▶ _Directions for this task_
Where does the word "used" occur in the data below? Copy each line that holds it.

▶ _Material shown_
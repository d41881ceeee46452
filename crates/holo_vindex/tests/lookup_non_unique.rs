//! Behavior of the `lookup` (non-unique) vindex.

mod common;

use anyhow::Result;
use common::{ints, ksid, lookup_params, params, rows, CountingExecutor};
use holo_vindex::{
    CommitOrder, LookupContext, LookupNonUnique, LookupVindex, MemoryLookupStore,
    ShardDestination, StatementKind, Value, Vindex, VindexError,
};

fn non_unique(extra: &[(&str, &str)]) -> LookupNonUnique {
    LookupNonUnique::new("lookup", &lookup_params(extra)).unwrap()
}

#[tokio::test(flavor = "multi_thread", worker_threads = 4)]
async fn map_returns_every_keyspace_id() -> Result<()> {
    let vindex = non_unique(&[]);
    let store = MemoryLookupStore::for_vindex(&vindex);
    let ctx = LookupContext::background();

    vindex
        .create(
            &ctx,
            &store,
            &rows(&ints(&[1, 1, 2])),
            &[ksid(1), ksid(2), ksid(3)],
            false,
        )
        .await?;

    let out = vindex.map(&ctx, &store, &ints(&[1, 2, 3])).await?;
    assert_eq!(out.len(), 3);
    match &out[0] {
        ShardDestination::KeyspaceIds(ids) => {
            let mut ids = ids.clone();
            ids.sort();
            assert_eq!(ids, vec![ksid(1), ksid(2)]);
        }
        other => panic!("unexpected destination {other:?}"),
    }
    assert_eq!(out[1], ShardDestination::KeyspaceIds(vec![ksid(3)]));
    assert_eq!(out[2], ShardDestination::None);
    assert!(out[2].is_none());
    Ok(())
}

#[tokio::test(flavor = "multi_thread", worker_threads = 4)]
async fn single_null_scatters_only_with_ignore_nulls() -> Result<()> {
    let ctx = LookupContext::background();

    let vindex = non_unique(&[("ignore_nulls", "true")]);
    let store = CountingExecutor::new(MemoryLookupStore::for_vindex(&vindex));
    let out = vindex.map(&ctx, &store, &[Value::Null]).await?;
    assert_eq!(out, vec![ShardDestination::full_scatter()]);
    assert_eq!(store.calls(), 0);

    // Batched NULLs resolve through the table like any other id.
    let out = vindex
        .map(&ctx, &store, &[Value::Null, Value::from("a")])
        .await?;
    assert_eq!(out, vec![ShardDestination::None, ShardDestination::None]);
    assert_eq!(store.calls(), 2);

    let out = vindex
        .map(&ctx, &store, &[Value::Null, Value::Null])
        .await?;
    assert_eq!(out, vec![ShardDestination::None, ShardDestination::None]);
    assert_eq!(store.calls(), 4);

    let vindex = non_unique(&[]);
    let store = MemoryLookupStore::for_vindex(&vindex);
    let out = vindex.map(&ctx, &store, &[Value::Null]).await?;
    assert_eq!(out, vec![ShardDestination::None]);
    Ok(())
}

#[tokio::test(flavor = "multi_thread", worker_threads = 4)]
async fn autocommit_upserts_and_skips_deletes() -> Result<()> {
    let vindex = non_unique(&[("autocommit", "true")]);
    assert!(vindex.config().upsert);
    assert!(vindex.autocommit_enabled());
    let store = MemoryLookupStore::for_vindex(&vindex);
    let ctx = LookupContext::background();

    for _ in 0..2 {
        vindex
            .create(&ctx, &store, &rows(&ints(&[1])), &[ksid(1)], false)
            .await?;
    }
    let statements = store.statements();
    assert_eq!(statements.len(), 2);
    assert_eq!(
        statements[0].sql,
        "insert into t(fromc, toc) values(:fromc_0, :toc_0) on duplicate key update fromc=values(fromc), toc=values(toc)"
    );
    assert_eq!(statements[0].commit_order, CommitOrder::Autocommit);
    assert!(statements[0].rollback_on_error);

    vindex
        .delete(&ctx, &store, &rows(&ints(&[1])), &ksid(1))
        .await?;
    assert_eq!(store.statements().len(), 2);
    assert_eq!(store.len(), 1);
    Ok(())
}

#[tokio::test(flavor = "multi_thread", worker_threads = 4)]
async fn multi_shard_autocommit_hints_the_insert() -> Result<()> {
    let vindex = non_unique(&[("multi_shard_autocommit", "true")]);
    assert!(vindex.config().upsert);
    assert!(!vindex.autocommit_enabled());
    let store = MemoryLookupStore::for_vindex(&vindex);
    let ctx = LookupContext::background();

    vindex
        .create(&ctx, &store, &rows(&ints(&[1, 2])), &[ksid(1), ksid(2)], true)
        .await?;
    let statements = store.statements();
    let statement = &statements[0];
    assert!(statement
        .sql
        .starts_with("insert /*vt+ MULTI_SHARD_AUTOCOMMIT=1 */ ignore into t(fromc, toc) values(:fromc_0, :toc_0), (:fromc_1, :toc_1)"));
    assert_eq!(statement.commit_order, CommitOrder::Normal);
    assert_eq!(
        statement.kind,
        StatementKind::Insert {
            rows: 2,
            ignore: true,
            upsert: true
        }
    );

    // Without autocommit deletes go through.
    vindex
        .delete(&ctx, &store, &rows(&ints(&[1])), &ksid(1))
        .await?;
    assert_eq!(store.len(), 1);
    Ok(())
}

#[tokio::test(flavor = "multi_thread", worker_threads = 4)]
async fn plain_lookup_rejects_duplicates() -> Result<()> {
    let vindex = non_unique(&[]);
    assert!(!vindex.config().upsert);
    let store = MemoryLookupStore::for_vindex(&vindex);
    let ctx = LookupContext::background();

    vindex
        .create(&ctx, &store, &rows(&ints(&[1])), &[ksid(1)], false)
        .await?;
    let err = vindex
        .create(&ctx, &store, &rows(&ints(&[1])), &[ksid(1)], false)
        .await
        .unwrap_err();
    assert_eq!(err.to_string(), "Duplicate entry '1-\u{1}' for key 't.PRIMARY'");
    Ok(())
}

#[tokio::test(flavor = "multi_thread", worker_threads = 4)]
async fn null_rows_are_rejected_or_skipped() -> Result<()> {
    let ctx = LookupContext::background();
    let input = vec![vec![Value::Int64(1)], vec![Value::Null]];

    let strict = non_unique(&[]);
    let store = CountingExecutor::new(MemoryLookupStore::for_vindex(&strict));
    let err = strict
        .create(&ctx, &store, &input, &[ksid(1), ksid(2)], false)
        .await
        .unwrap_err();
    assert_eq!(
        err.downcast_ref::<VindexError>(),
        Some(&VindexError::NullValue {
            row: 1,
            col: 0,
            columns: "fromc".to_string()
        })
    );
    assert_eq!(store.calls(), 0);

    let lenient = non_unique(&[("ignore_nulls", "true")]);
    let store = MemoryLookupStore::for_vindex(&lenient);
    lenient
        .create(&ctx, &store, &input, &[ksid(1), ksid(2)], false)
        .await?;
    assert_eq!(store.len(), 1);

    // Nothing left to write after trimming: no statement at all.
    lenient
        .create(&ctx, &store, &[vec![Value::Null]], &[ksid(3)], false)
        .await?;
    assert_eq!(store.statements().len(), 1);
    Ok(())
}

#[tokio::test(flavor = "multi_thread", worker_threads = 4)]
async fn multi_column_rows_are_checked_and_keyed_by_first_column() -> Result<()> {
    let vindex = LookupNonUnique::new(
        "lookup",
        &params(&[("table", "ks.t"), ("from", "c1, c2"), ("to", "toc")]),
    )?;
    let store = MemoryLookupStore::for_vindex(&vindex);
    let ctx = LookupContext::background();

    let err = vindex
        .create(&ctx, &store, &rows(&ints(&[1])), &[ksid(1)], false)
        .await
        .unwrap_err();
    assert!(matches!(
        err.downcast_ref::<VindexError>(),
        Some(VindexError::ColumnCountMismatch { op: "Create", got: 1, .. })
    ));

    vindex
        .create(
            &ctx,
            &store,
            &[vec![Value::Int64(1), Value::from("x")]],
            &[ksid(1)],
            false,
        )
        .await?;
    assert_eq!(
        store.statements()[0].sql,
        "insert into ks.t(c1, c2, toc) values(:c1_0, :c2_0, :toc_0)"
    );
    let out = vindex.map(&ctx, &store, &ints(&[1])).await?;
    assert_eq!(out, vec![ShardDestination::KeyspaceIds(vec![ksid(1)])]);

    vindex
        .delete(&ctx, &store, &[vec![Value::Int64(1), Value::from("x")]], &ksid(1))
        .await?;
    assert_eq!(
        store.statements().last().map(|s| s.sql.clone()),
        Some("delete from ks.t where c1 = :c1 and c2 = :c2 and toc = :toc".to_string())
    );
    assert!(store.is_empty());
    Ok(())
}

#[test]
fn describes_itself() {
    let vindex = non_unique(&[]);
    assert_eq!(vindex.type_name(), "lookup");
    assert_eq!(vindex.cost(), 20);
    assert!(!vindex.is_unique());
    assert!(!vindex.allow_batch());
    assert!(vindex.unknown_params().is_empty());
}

...

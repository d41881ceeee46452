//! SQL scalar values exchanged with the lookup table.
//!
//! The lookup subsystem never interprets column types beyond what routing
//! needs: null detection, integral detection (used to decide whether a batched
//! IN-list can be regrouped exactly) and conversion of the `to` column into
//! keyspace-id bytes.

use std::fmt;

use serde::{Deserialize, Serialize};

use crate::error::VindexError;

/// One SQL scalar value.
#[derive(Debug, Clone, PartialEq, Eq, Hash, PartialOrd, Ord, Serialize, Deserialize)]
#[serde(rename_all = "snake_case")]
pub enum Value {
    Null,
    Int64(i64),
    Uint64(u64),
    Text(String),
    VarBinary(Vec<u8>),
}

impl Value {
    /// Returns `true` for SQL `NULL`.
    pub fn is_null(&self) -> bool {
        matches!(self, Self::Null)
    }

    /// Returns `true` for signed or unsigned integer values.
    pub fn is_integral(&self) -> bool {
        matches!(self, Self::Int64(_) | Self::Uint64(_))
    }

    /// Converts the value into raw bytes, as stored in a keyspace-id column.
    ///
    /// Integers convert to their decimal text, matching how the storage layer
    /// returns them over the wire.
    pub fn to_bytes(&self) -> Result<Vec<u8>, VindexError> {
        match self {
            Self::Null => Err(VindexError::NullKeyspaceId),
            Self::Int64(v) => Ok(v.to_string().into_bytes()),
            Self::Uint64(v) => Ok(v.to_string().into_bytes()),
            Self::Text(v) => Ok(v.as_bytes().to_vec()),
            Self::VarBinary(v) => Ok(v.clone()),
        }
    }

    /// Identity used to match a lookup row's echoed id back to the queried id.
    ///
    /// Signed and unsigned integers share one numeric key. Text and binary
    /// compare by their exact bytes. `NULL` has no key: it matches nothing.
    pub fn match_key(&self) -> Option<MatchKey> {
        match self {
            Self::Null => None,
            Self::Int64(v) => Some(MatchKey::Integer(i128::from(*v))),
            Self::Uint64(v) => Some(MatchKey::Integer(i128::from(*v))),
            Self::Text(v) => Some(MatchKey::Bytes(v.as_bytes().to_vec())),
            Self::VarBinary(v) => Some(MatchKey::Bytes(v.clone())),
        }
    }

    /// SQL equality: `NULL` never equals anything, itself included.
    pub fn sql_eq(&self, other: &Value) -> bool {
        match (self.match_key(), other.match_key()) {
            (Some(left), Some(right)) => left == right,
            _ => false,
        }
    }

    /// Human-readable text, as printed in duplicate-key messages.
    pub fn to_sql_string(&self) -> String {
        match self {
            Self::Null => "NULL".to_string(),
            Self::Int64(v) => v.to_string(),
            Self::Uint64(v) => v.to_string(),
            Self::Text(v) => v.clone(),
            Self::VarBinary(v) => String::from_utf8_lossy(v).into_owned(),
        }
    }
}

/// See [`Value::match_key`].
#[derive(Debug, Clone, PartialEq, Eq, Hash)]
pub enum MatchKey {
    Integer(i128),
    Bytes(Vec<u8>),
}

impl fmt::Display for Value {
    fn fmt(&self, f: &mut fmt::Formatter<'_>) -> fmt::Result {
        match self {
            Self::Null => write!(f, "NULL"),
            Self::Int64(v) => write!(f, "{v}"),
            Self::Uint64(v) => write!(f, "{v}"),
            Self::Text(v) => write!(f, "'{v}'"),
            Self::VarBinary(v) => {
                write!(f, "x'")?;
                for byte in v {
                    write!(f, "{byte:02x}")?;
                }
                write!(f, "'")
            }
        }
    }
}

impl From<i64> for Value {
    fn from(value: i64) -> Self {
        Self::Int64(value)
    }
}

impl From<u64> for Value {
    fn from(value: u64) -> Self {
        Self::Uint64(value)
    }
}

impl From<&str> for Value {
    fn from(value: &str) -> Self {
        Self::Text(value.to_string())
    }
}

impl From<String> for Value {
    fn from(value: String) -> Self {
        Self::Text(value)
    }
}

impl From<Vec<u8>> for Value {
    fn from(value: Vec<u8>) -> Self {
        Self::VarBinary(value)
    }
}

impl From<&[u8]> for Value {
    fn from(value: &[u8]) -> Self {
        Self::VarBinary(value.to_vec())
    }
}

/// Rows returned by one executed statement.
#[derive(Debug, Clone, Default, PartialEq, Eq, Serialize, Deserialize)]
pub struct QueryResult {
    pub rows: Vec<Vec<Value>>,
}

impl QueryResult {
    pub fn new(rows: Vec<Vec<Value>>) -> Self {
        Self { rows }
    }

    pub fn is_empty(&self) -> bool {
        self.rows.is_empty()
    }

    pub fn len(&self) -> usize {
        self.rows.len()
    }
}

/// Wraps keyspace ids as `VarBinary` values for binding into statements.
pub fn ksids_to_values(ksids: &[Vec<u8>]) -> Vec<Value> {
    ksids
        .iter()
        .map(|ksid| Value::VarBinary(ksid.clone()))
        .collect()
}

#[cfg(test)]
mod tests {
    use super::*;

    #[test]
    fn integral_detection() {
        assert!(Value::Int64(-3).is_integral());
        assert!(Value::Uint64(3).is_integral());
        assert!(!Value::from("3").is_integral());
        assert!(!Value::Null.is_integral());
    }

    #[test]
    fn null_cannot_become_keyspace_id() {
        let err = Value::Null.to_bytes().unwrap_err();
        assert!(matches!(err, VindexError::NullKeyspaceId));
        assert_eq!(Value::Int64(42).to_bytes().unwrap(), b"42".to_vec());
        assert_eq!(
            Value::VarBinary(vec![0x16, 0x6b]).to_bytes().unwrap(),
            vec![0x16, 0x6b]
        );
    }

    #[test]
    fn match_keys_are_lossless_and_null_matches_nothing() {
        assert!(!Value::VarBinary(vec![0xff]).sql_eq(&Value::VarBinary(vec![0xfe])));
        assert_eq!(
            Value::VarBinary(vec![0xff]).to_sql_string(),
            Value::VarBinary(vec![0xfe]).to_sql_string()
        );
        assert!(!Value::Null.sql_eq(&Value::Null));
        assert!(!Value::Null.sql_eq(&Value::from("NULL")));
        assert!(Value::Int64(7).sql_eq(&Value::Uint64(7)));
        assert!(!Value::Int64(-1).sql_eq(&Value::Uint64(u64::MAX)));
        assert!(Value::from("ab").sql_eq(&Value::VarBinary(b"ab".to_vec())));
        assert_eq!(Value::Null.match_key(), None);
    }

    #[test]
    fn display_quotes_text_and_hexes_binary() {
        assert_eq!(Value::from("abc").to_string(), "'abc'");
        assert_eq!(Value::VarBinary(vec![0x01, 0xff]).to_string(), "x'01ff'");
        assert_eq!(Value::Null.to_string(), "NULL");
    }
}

▶ _Worked solution_
//! needs: null detection, integral detection (used to decide whether a batched
    /// Identity used to match a lookup row's echoed id back to the queried id.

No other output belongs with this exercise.